(Extracted records)
§

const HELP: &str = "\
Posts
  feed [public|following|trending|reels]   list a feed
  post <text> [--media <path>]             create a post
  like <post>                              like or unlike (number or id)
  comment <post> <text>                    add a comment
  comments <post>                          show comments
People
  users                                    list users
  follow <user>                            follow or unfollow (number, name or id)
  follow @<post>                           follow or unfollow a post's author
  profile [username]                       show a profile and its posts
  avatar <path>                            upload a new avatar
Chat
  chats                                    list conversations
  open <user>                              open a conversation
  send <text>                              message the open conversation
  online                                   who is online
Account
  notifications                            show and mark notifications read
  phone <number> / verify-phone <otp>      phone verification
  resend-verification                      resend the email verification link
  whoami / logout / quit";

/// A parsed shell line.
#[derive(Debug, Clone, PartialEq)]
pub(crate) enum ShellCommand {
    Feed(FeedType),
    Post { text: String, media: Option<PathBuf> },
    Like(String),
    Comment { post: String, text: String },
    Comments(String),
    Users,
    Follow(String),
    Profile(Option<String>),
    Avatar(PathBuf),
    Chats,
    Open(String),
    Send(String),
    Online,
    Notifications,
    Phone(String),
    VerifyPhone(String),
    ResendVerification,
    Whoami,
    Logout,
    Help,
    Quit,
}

§

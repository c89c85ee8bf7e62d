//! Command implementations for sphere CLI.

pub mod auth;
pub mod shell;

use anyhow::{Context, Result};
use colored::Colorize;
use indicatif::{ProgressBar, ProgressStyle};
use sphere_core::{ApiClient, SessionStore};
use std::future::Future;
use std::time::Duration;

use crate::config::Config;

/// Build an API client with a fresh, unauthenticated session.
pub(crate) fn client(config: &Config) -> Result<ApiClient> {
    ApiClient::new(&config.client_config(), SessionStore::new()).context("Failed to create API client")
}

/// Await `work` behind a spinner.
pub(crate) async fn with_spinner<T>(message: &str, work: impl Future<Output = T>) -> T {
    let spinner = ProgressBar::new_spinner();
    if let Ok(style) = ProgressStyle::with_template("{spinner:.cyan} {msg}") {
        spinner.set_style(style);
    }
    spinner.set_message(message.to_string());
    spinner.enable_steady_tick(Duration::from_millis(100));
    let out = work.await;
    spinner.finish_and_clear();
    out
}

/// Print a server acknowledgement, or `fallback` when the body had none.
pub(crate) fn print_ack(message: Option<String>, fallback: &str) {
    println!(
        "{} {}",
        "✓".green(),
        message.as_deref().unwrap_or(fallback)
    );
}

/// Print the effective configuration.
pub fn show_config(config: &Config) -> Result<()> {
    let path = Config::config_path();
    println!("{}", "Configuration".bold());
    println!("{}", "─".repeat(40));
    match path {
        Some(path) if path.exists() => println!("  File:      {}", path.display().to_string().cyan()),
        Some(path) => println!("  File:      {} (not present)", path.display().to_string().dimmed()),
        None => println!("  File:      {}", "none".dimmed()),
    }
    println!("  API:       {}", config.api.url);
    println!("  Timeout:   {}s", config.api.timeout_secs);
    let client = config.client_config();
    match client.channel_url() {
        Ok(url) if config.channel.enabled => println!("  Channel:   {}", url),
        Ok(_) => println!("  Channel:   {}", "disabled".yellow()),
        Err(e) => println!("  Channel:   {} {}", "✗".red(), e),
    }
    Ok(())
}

§

[Problem requirements]:
Your answer should be a single number: how many lines in the preceding entries contain "ProgressStyle".

[Response for this exercise]:
2